A new era of test automation is upon us, and in a recent study nearly 90% of organizations reported that, in their quest for quality, the application of Artificial Intelligence (AI) is now the strongest growth area within their test activities.
Organizations using AI-powered intelligent test automation within their continuous testing pipeline are delivering testing efficiencies in the cloud and on-premises, on any application, service, browser and mobile device . The latest AI-infused functional testing solutions are helping to deliver exceptional experiences, everywhere, with high quality applications.
What challenges prevent us from scaling test automation?
Writing automated tests that run perfectly against one environment is challenging in and of itself, but what about when you’re ready to scale your one suite of tests to run in multiple environments, applications, browsers and devices?
At this point, you may find that different environments have different information such as IP addresses or URL, login credentials, SSL/TLS certificates, database information, and so on.
It’s a good practice to extract this kind of information and place it in specific test artefacts, or properties files. With the use of properties files you can separate out the nuts and bolts of the test environment configuration allowing you to focus on the actual objectives and content of the test.
Planning your development activities and architecture of the automation framework during the early phases of test automation, even if you are starting with just a single environment, will help to minimize the amount of rework that will be needed later on in the project as you scale up your test automation capability.
In comparison to coding multiple conditional paths, managing test data in all other artifacts needed for test automation also becomes more challenging when running across multiple environments.
These challenges mean that we have low test automation rates (typically 30% and it is decreasing) while the maintenance cost is high (50% and increasing).
Using artificial intelligence (AI) in test automation has the potential to revolutionize the way we approach software testing. By leveraging machine learning algorithms, test automation frameworks can learn from past test results and make decisions on which tests to run, as well as how to best execute those tests. This can lead to more efficient and effective testing processes, as well as improved quality and reliability of the software being developed.
One of the key benefits of using AI in test automation is the ability to optimize test execution. Traditional test automation frameworks typically follow a predetermined test plan, which can lead to unnecessary test runs and wasted resources. With AI, however, test automation frameworks can analyze past test results and prioritize the most impactful tests to run first, based on factors such as test coverage and risk level. This can help reduce the overall time and effort required to test a given application.

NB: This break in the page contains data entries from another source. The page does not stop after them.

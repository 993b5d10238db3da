use std::sync::Arc;

use anyhow::Context;
use carlitos_pipeline::config::{ExtractorConfig, StorageConfig};
use carlitos_pipeline::decoder::FfmpegDecoder;
use carlitos_pipeline::detector::HttpPoseDetectorProvider;
use carlitos_pipeline::extractor::LandmarkExtractor;
use carlitos_pipeline::job::AnalysisJobRunner;
use carlitos_pipeline::postgres::{PgAnalysisStore, PgJobQueue};
use carlitos_pipeline::storage::{self, VideoStorage};
use tokio_util::sync::CancellationToken;
use tracing_subscriber::{layer::SubscriberExt, util::SubscriberInitExt};

use carlitos_worker::config::WorkerConfig;
use carlitos_worker::pool::WorkerPool;

#[tokio::main]
async fn main() -> anyhow::Result<()> {
    dotenvy::dotenv().ok();

    // --- Tracing ---
    let json_logs = std::env::var("LOG_FORMAT").is_ok_and(|f| f.eq_ignore_ascii_case("json"));
    tracing_subscriber::registry()
        .with(
            tracing_subscriber::EnvFilter::try_from_default_env()
                .unwrap_or_else(|_| "carlitos_worker=debug,carlitos_pipeline=debug".into()),
        )
        .with(json_logs.then(|| tracing_subscriber::fmt::layer().json()))
        .with((!json_logs).then(tracing_subscriber::fmt::layer))
        .init();

    // --- Configuration ---
    let config = WorkerConfig::from_env()?;
    let storage_config = StorageConfig::from_env()?;
    let extractor_config = ExtractorConfig::from_env();
    tracing::info!(
        concurrency = config.concurrency,
        max_attempts = config.analysis.retry.max_attempts,
        lease_secs = config.analysis.lease.as_secs(),
        pose_service = %extractor_config.pose_service_url,
        "Loaded worker configuration",
    );

    // --- Database ---
    let database_url = std::env::var("DATABASE_URL").context("DATABASE_URL must be set")?;
    let pool = carlitos_db::create_pool(&database_url)
        .await
        .context("Failed to connect to database")?;
    carlitos_db::run_migrations(&pool)
        .await
        .context("Failed to run database migrations")?;
    tracing::info!("Database migrations applied");

    // --- Pipeline ---
    let storage: Arc<dyn VideoStorage> = Arc::from(storage::from_config(&storage_config).await);
    let extractor = Arc::new(LandmarkExtractor::new(
        storage,
        Arc::new(FfmpegDecoder::new(extractor_config.ffmpeg)),
        Arc::new(HttpPoseDetectorProvider::new(extractor_config.pose_service_url)),
    ));
    let runner = Arc::new(AnalysisJobRunner::new(
        Arc::new(PgAnalysisStore::new(pool.clone())),
        extractor,
        config.analysis.retry,
        config.analysis.lease,
    ));
    let workers = WorkerPool::new(Arc::new(PgJobQueue::new(pool)), runner, config);

    // --- Run until signalled ---
    let cancel = CancellationToken::new();
    let handle = tokio::spawn({
        let cancel = cancel.clone();
        async move { workers.run(cancel).await }
    });

    shutdown_signal().await;
    cancel.cancel();
    tracing::info!("Waiting for running analyses to finish");
    handle.await.context("Worker pool task panicked")?;

    tracing::info!("Graceful shutdown complete");
    Ok(())
}

/// Wait for SIGINT or SIGTERM.
async fn shutdown_signal() {
    let ctrl_c = async {
        if let Err(e) = tokio::signal::ctrl_c().await {
            tracing::error!(error = %e, "Failed to listen for Ctrl-C");
            std::future::pending::<()>().await;
        }
    };

    #[cfg(unix)]
    let terminate = async {
        match tokio::signal::unix::signal(tokio::signal::unix::SignalKind::terminate()) {
            Ok(mut signal) => {
                signal.recv().await;
            }
            Err(e) => {
                tracing::error!(error = %e, "Failed to install SIGTERM handler");
                std::future::pending::<()>().await;
            }
        }
    };

    #[cfg(not(unix))]
    let terminate = std::future::pending::<()>();

    tokio::select! {
        () = ctrl_c => {
            tracing::info!("Received SIGINT (Ctrl-C), starting graceful shutdown");
        }
        () = terminate => {
            tracing::info!("Received SIGTERM, starting graceful shutdown");
        }
    }
}
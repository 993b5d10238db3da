//! Analysis queue rows.

use carlitos_core::types::{DbId, Timestamp};
use sqlx::FromRow;

/// A row from the `analysis_queue` table.
#[derive(Debug, Clone, FromRow)]
pub struct QueueMessageRow {
    pub id: i64,
    pub video_id: DbId,
    pub generation: i64,
    pub attempt: i32,
    pub available_at: Timestamp,
    pub claimed_until: Option<Timestamp>,
    pub deliveries: i32,
    pub created_at: Timestamp,
}
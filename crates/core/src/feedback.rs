//! Coaching feedback: the structured object the language model must
//! produce, the prompt and response schema sent to it, and the parsing
//! that turns its raw text back into [`Feedback`].

use serde::{Deserialize, Serialize};

use crate::metrics::SummaryMetrics;
use crate::types::DbId;

/// Structured coaching feedback cached on a completed analysis.
#[derive(Debug, Clone, PartialEq, Serialize, Deserialize)]
pub struct Feedback {
    pub strengths: Vec<String>,
    pub weaknesses: Vec<String>,
    pub tips: Vec<String>,
    pub focus_area: String,
    #[serde(default)]
    pub recommended_drills: Vec<DbId>,
}

/// A drill the model may recommend.
#[derive(Debug, Clone, PartialEq, Serialize, Deserialize)]
pub struct DrillCandidate {
    pub id: DbId,
    pub title: String,
    pub focus_area: Option<String>,
}

/// Input to feedback generation.
#[derive(Debug, Clone, PartialEq)]
pub struct FeedbackRequest {
    pub stroke_type: Option<String>,
    pub metrics: SummaryMetrics,
}

// ---------------------------------------------------------------------------
// Degraded results
// ---------------------------------------------------------------------------

/// Why a best-effort explanatory feedback was returned instead of a
/// generated one. Degraded feedback is never cached.
#[derive(Debug, Clone, Copy, PartialEq, Eq, Serialize)]
#[serde(rename_all = "snake_case")]
pub enum DegradedReason {
    /// No language-model credential configured.
    NotConfigured,
    /// The model could not be reached or returned an error.
    Unavailable,
    /// The model answered with something that is not a feedback object.
    Unparseable,
}

impl DegradedReason {
    pub fn as_str(self) -> &'static str {
        match self {
            DegradedReason::NotConfigured => "not_configured",
            DegradedReason::Unavailable => "unavailable",
            DegradedReason::Unparseable => "unparseable",
        }
    }
}

impl Feedback {
    /// Explanatory feedback shown when generation could not produce a real one.
    pub fn degraded(reason: DegradedReason) -> Self {
        let (weaknesses, tips, focus_area) = match reason {
            DegradedReason::NotConfigured => (
                vec!["Feedback generation is not configured".to_string()],
                vec!["Set GEMINI_API_KEY on the backend to enable coaching feedback.".to_string()],
                "Configuration",
            ),
            DegradedReason::Unavailable => (
                vec!["Feedback service unavailable".to_string()],
                vec!["Please try again later.".to_string()],
                "System Error",
            ),
            DegradedReason::Unparseable => (
                vec!["Error reading generated feedback".to_string()],
                vec!["Please try again later.".to_string()],
                "System Error",
            ),
        };
        Self {
            strengths: Vec::new(),
            weaknesses,
            tips,
            focus_area: focus_area.to_string(),
            recommended_drills: Vec::new(),
        }
    }
}

// ---------------------------------------------------------------------------
// Prompt and schema
// ---------------------------------------------------------------------------

const SYSTEM_PROMPT: &str = "\
You are an expert tennis coach. Analyze biomechanical data from a tennis \
player and give actionable, encouraging and technical feedback. Keep the tone \
professional and concise and use tennis terminology correctly.

Respond with a JSON object containing:
- strengths: 1-3 things the player did well
- weaknesses: 1-3 major issues detected
- tips: 1-3 actionable tips to correct the issues
- focus_area: one specific area to focus on (e.g. 'Racket Preparation', 'Knee Bend')
- recommended_drills: drill IDs taken only from the available list";

/// Build the prompt text for one feedback request.
///
/// Metric values are the summary means in degrees. The drill section is
/// omitted when the knowledge base has no candidates.
pub fn build_prompt(request: &FeedbackRequest, candidates: &[DrillCandidate]) -> String {
    let stroke = request.stroke_type.as_deref().unwrap_or("Unknown");
    let metrics = serde_json::to_string_pretty(&request.metrics).unwrap_or_else(|_| "{}".into());

    let mut prompt = format!(
        "{SYSTEM_PROMPT}\n\nAnalyze this tennis stroke:\nStroke: {stroke}\nMetrics (mean joint angles in degrees):\n{metrics}\n"
    );

    if !candidates.is_empty() {
        prompt.push_str("\nAvailable drills in the knowledge base:\n");
        for drill in candidates {
            let focus = drill.focus_area.as_deref().unwrap_or("General");
            prompt.push_str(&format!("- {} (ID: {}, Focus: {})\n", drill.title, drill.id, focus));
        }
        prompt.push_str(
            "\nRecommend 1-2 of these drills if relevant, listing their exact IDs in recommended_drills.\n",
        );
    }

    prompt
}

/// Structured-output schema the model must follow.
pub fn response_schema() -> serde_json::Value {
    let string_list = serde_json::json!({ "type": "ARRAY", "items": { "type": "STRING" } });
    serde_json::json!({
        "type": "OBJECT",
        "properties": {
            "strengths": string_list,
            "weaknesses": string_list,
            "tips": string_list,
            "focus_area": { "type": "STRING" },
            "recommended_drills": string_list,
        },
        "required": ["strengths", "weaknesses", "tips", "focus_area", "recommended_drills"],
    })
}

// ---------------------------------------------------------------------------
// Parsing
// ---------------------------------------------------------------------------

#[derive(Debug, thiserror::Error)]
pub enum FeedbackParseError {
    #[error("response contains no JSON object")]
    NoJsonObject,

    #[error("response does not match the feedback shape: {0}")]
    Shape(#[from] serde_json::Error),
}

#[derive(Deserialize)]
struct RawFeedback {
    strengths: Vec<String>,
    weaknesses: Vec<String>,
    tips: Vec<String>,
    focus_area: String,
    #[serde(default)]
    recommended_drills: Vec<String>,
}

/// Locate the outermost JSON object in a model response, tolerating code
/// fences and leading prose.
fn extract_json_object(response: &str) -> Option<&str> {
    let start = response.find('{')?;
    let end = response.rfind('}')?;
    (end > start).then(|| &response[start..=end])
}

/// Parse raw model output into [`Feedback`].
///
/// Recommended drill ids the model invented (not in `candidates`, or not a
/// valid id at all) are dropped.
pub fn parse_response(
    response: &str,
    candidates: &[DrillCandidate],
) -> Result<Feedback, FeedbackParseError> {
    let json = extract_json_object(response).ok_or(FeedbackParseError::NoJsonObject)?;
    let raw: RawFeedback = serde_json::from_str(json)?;

    let mut recommended_drills = Vec::new();
    for id in raw.recommended_drills {
        let Ok(id) = id.trim().parse::<DbId>() else {
            continue;
        };
        if candidates.iter().any(|c| c.id == id) && !recommended_drills.contains(&id) {
            recommended_drills.push(id);
        }
    }

    Ok(Feedback {
        strengths: raw.strengths,
        weaknesses: raw.weaknesses,
        tips: raw.tips,
        focus_area: raw.focus_area,
        recommended_drills,
    })
}
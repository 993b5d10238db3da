//! Domain logic for the video analysis pipeline.
//!
//! Everything in this crate is free of database and network dependencies so
//! the worker, the API and tests can share it. The only I/O lives in
//! [`ffmpeg`], which shells out to the ffmpeg/ffprobe binaries.

pub mod analysis;
pub mod error;
pub mod feedback;
pub mod ffmpeg;
pub mod metric_names;
pub mod metrics;
pub mod pose;
pub mod retry;
pub mod types;
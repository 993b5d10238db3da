//! FFmpeg/FFprobe command utilities for frame extraction.
//!
//! Probing, per-frame presentation timestamps, and the argument list for
//! piping decoded frames out as raw RGB.

use std::ffi::OsString;
use std::path::{Path, PathBuf};

use serde::Deserialize;

/// Error type for FFmpeg/FFprobe operations.
#[derive(Debug, thiserror::Error)]
pub enum FfmpegError {
    #[error("ffprobe/ffmpeg binary not found: {0}")]
    NotFound(std::io::Error),

    #[error("ffprobe/ffmpeg execution failed (exit code {exit_code:?}): {stderr}")]
    ExecutionFailed {
        exit_code: Option<i32>,
        stderr: String,
    },

    #[error("failed to parse ffprobe output: {0}")]
    ParseError(String),

    #[error("I/O error: {0}")]
    IoError(#[from] std::io::Error),

    #[error("video file not found: {0}")]
    VideoNotFound(String),

    #[error("no decodable video stream")]
    NoVideoStream,
}

/// Paths of the two binaries. Defaults resolve through `PATH`.
#[derive(Debug, Clone)]
pub struct FfmpegTools {
    pub ffmpeg: PathBuf,
    pub ffprobe: PathBuf,
}

impl Default for FfmpegTools {
    fn default() -> Self {
        Self {
            ffmpeg: PathBuf::from("ffmpeg"),
            ffprobe: PathBuf::from("ffprobe"),
        }
    }
}

/// Dimensions and timing of the first video stream.
///
/// `width` and `height` are the displayed size: ffmpeg applies the stream's
/// rotation while decoding, so a quarter turn swaps the coded dimensions.
#[derive(Debug, Clone, Copy, PartialEq)]
pub struct VideoStreamInfo {
    pub width: u32,
    pub height: u32,
    /// Display rotation in degrees, normalized to 0, 90, 180 or 270.
    pub rotation: u32,
    pub framerate: f64,
    pub duration: f64,
}

// ---------------------------------------------------------------------------
// ffprobe JSON output structures
// ---------------------------------------------------------------------------

/// Top-level ffprobe JSON output (`-print_format json -show_format -show_streams`).
#[derive(Debug, Deserialize)]
pub struct FfprobeOutput {
    pub streams: Vec<FfprobeStream>,
    pub format: FfprobeFormat,
}
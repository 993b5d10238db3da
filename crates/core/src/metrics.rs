//! Summary metrics: per-metric means across a frame sequence.

use std::collections::BTreeMap;

use crate::pose::FrameResult;

/// Metric name → mean value across the frames where the metric was present.
pub type SummaryMetrics = BTreeMap<String, f64>;

/// Reduce a frame sequence into summary metrics.
///
/// Each metric is averaged only over the frames that carry it; frames where
/// a joint was occluded count toward neither the sum nor the divisor. An
/// empty sequence yields an empty map.
pub fn summarize(frames: &[FrameResult]) -> SummaryMetrics {
    let mut totals: BTreeMap<&str, (f64, u32)> = BTreeMap::new();

    for frame in frames {
        for (name, value) in &frame.metrics {
            if !value.is_finite() {
                continue;
            }
            let entry = totals.entry(name.as_str()).or_insert((0.0, 0));
            entry.0 += value;
            entry.1 += 1;
        }
    }

    totals
        .into_iter()
        .map(|(name, (sum, count))| (name.to_string(), sum / f64::from(count)))
        .collect()
}
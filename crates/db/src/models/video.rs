//! Video rows as written by the upload subsystem.

use carlitos_core::types::{DbId, Timestamp};
use serde::Serialize;
use sqlx::FromRow;

/// A row from the `videos` table.
#[derive(Debug, Clone, FromRow, Serialize)]
pub struct Video {
    pub id: DbId,
    pub filename: String,
    /// Object key in the video bucket (or path under the local storage root).
    pub storage_path: String,
    pub format: Option<String>,
    pub size_bytes: Option<i64>,
    pub extra_metadata: serde_json::Value,
    pub uploaded_by: Option<DbId>,
    pub created_at: Timestamp,
    pub deleted_at: Option<Timestamp>,
}

impl Video {
    /// `extra_metadata.stroke_type`, when the uploader recorded one.
    pub fn stroke_type(&self) -> Option<String> {
        self.extra_metadata
            .get("stroke_type")
            .and_then(serde_json::Value::as_str)
            .filter(|s| !s.trim().is_empty())
            .map(str::to_string)
    }
}

#[cfg(test)]
mod tests {
    use chrono::Utc;
    use serde_json::json;
    use uuid::Uuid;

    use super::*;

    fn video(extra: serde_json::Value) -> Video {
        Video {
            id: Uuid::new_v4(),
            filename: "serve.mp4".into(),
            storage_path: "videos/serve.mp4".into(),
            format: Some("mp4".into()),
            size_bytes: Some(1024),
            extra_metadata: extra,
            uploaded_by: None,
            created_at: Utc::now(),
            deleted_at: None,
        }
    }

    #[test]
    fn stroke_type_from_metadata() {
        assert_eq!(
            video(json!({ "stroke_type": "Serve" })).stroke_type().as_deref(),
            Some("Serve")
        );
    }

    #[test]
    fn stroke_type_absent_or_blank() {
        assert_eq!(video(json!({})).stroke_type(), None);
        assert_eq!(video(json!({ "stroke_type": " " })).stroke_type(), None);
        assert_eq!(video(json!({ "stroke_type": 3 })).stroke_type(), None);
    }
}
//! Error types for the synthetic-exposures crate.
//!
//! Configuration problems are the only failure mode of generation: once a
//! [`GenerationConfig`](crate::GenerationConfig) has been validated, record
//! synthesis is pure arithmetic over a seeded RNG and cannot fail.

use thiserror::Error;

use crate::config::MAX_RETENTION_DAYS;

/// Errors raised when a region code cannot be parsed.
#[derive(Debug, Clone, PartialEq, Eq, Error)]
pub enum RegionCodeError {
    /// The value is not a two-letter ASCII country code.
    #[error("invalid region code '{value}': expected two ASCII letters")]
    Invalid {
        /// The rejected input.
        value: String,
    },
}

/// Errors raised while validating generation configuration.
///
/// These are surfaced before any query or save call is attempted.
#[derive(Debug, Clone, PartialEq, Eq, Error)]
pub enum ConfigError {
    /// The records-per-hour target must be at least one.
    #[error("exposures per hour must be positive, found {value}")]
    NonPositiveTarget {
        /// The rejected target.
        value: i64,
    },

    /// The records-per-hour target does not fit the supported range.
    #[error("exposures per hour {value} exceeds maximum of {max}", max = u32::MAX)]
    TargetTooLarge {
        /// The rejected target.
        value: i64,
    },

    /// Retention must not be negative.
    #[error("retention days must not be negative, found {value}")]
    NegativeRetention {
        /// The rejected retention.
        value: i64,
    },

    /// Retention is too large to plan hour buckets for.
    #[error("retention days {value} exceeds maximum of {max}", max = MAX_RETENTION_DAYS)]
    RetentionTooLarge {
        /// The rejected retention.
        value: i64,
    },

    /// At least one supported region is required.
    #[error("supported region list must not be empty")]
    NoSupportedRegions,

    /// A configured region code is malformed.
    #[error("supported region list is invalid: {0}")]
    InvalidRegion(#[from] RegionCodeError),

    /// An attribute range has its bounds inverted.
    #[error("invalid range for {attribute}: min {min} is greater than max {max}")]
    InvalidAttributeRange {
        /// Name of the attribute the range applies to.
        attribute: &'static str,
        /// Configured lower bound.
        min: i32,
        /// Configured upper bound.
        max: i32,
    },
}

Another benefit of using AI in test automation is the ability to identify patterns and trends in test results. By analyzing the results of past tests, AI algorithms can identify common issues and failures, as well as their root causes. This can help testers quickly identify and fix problems, leading to faster development cycles and improved software quality.
There are a few key considerations to keep in mind when using AI in test automation. One is the need for accurate and reliable data. AI algorithms rely on data to make decisions and predictions, so it’s important to ensure that the data being used is accurate and up to date. This may involve implementing processes to continuously monitor and validate the data being used.
Another consideration is the potential for biases in AI algorithms. Like humans, AI algorithms can be influenced by biases in the data they are trained on. It’s important to be aware of these biases and take steps to mitigate their impact, such as using diverse and representative data sets for training.
There are also a few technical challenges to consider when using AI in test automation. One is the need for robust and scalable infrastructure to support machine learning algorithms. This may involve investing in additional hardware and software resources to ensure that the AI algorithms can run smoothly and efficiently.
Key Benefits of Using AI in Test Automation
- 3x increase in test development speed
- 30% or more increase in test automation coverage
- 70% or more reduction in maintenance costs
- Extend reach so that everyone can test
Overall, using AI in test automation has the potential to significantly improve the efficiency and effectiveness of the software testing process. By leveraging machine learning algorithms, test automation frameworks can learn from past test results and make intelligent decisions on which tests to run and how to best execute them. While there are challenges to using AI in test automation, the potential benefits make it an exciting and promising area of innovation in the field of software development.